## PROBLEM TO WORK ON
What is needed is an exact transcription of every record.
┌──
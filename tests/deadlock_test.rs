//! Liveness of the halo exchange and the collectives.
//!
//! Every channel in the in-process fabric is a rendezvous, so a send blocks
//! until the peer receives. A rank ordering that would deadlock on a
//! blocking transport stalls here as well and trips the deadline.

use advectrix::analysis::advection;
use advectrix::config::{DerivativeStrategy, ProblemConfig};
use advectrix::error::AdvectrixError;
use advectrix::solver::comm::{CommunicationBackend, HaloTag};
use advectrix::solver::comm_thread::run_on_threads;
use advectrix::solver::ghost_cell::GhostCellStencil;
use advectrix::solver::partition::BlockPartition;
use advectrix::solver::Role;
use std::time::{Duration, Instant};

const DEADLINE: Option<Duration> = Some(Duration::from_secs(5));

/// Generous per-step bound; a stalled step waits for the full deadline.
const MAX_STEP: Duration = Duration::from_millis(500);

fn short_run(strategy: DerivativeStrategy) -> ProblemConfig {
    ProblemConfig {
        grid_point_count: 240,
        sim_duration: 0.05,
        strategy,
        ..ProblemConfig::default()
    }
}

#[test]
fn test_ghost_cell_completes_for_each_rank_count() {
    let config = short_run(DerivativeStrategy::GhostCell);
    let steps = config.step_count();
    assert!(steps > 0);

    for workers in [2, 3, 4, 8] {
        let t = Instant::now();
        let result = advection::run_threaded(&config, workers, DEADLINE)
            .unwrap_or_else(|e| panic!("{workers} ranks failed: {e}"));
        let elapsed = t.elapsed();
        assert_eq!(result.step_count(), steps);
        assert!(
            elapsed < MAX_STEP * steps as u32,
            "{workers} ranks took {elapsed:?} for {steps} steps"
        );
    }
}

#[test]
fn test_matrix_strategies_complete_for_each_rank_count() {
    for strategy in [DerivativeStrategy::UpwindMatrix, DerivativeStrategy::CenteredMatrix] {
        let config = short_run(strategy);
        for workers in [2, 3, 4, 8] {
            let result = advection::run_threaded(&config, workers, DEADLINE)
                .unwrap_or_else(|e| panic!("{strategy} on {workers} ranks failed: {e}"));
            assert_eq!(result.step_count(), config.step_count());
        }
    }
}

#[test]
fn test_one_point_per_rank_exchange() {
    // Each rank's single interior point is both its first and last.
    let partition = BlockPartition::new(8, 8).unwrap();
    let per_rank = run_on_threads(8, DEADLINE, |comm| {
        let mut stencil = GhostCellStencil::new(partition, comm.rank(), Role::of(&comm), 1.0);
        stencil.subdomain_mut().interior_mut()[0] = comm.rank() as f64 + 1.0;
        stencil.exchange_halo(&comm)?;
        let sub = stencil.subdomain();
        Ok((sub.left_ghost(), sub.right_ghost()))
    })
    .unwrap();

    for (rank, (left, right)) in per_rank.into_iter().enumerate() {
        let expected_left = if rank == 0 { 0.0 } else { rank as f64 };
        let expected_right = if rank == 7 { 0.0 } else { rank as f64 + 2.0 };
        assert_eq!(left, expected_left, "rank {rank} left ghost");
        assert_eq!(right, expected_right, "rank {rank} right ghost");
    }
}

#[test]
fn test_send_first_on_both_sides_stalls() {
    // Both ranks send before receiving: with blocking sends neither returns.
    let err = run_on_threads(2, Some(Duration::from_millis(200)), |comm| {
        let peer = 1 - comm.rank();
        comm.send(&[comm.rank() as f64], peer, HaloTag::RightBoundary)?;
        let mut buf = [0.0];
        comm.receive(&mut buf, peer, HaloTag::RightBoundary)?;
        Ok(())
    })
    .unwrap_err();
    assert!(matches!(err, AdvectrixError::Communication(_)));
}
└──
## ANSWER TO THIS PROBLEM
filename tests/deadlock_test.rs
//! Liveness of the halo exchange and the collectives.
//!
//! Every channel in the in-process fabric is a rendezvous, so a send blocks
//! until the peer receives. A rank ordering that would deadlock on a
//! blocking transport stalls here as well and trips the deadline.

use advectrix::analysis::advection;
use advectrix::config::{DerivativeStrategy, ProblemConfig};
use advectrix::error::AdvectrixError;
use advectrix::solver::comm::{CommunicationBackend, HaloTag};
use advectrix::solver::comm_thread::run_on_threads;
use advectrix::solver::ghost_cell::GhostCellStencil;
use advectrix::solver::partition::BlockPartition;
use advectrix::solver::Role;
use std::time::{Duration, Instant};

const DEADLINE: Option<Duration> = Some(Duration::from_secs(5));

/// Generous per-step bound; a stalled step waits for the full deadline.
const MAX_STEP: Duration = Duration::from_millis(500);

fn short_run(strategy: DerivativeStrategy) -> ProblemConfig {
    ProblemConfig {
        grid_point_count: 240,
        sim_duration: 0.05,
        strategy,
        ..ProblemConfig::default()
    }
}

#[test]
fn test_ghost_cell_completes_for_each_rank_count() {
    let config = short_run(DerivativeStrategy::GhostCell);
    let steps = config.step_count();
    assert!(steps > 0);

    for workers in [2, 3, 4, 8] {
        let t = Instant::now();
        let result = advection::run_threaded(&config, workers, DEADLINE)
            .unwrap_or_else(|e| panic!("{workers} ranks failed: {e}"));
        let elapsed = t.elapsed();
        assert_eq!(result.step_count(), steps);
        assert!(
            elapsed < MAX_STEP * steps as u32,
            "{workers} ranks took {elapsed:?} for {steps} steps"
        );
    }
}

#[test]
fn test_matrix_strategies_complete_for_each_rank_count() {
    for strategy in [DerivativeStrategy::UpwindMatrix, DerivativeStrategy::CenteredMatrix] {
        let config = short_run(strategy);
        for workers in [2, 3, 4, 8] {
            let result = advection::run_threaded(&config, workers, DEADLINE)
                .unwrap_or_else(|e| panic!("{strategy} on {workers} ranks failed: {e}"));
            assert_eq!(result.step_count(), config.step_count());
        }
    }
}

#[test]
fn test_one_point_per_rank_exchange() {
    // Each rank's single interior point is both its first and last.
    let partition = BlockPartition::new(8, 8).unwrap();
    let per_rank = run_on_threads(8, DEADLINE, |comm| {
        let mut stencil = GhostCellStencil::new(partition, comm.rank(), Role::of(&comm), 1.0);
        stencil.subdomain_mut().interior_mut()[0] = comm.rank() as f64 + 1.0;
        stencil.exchange_halo(&comm)?;
        let sub = stencil.subdomain();
        Ok((sub.left_ghost(), sub.right_ghost()))
    })
    .unwrap();

    for (rank, (left, right)) in per_rank.into_iter().enumerate() {
        let expected_left = if rank == 0 { 0.0 } else { rank as f64 };
        let expected_right = if rank == 7 { 0.0 } else { rank as f64 + 2.0 };
        assert_eq!(left, expected_left, "rank {rank} left ghost");
        assert_eq!(right, expected_right, "rank {rank} right ghost");
    }
}

#[test]
fn test_send_first_on_both_sides_stalls() {
    // Both ranks send before receiving: with blocking sends neither returns.
    let err = run_on_threads(2, Some(Duration::from_millis(200)), |comm| {
        let peer = 1 - comm.rank();
        comm.send(&[comm.rank() as f64], peer, HaloTag::RightBoundary)?;
        let mut buf = [0.0];
        comm.receive(&mut buf, peer, HaloTag::RightBoundary)?;
        Ok(())
    })
    .unwrap_err();
    assert!(matches!(err, AdvectrixError::Communication(_)));
}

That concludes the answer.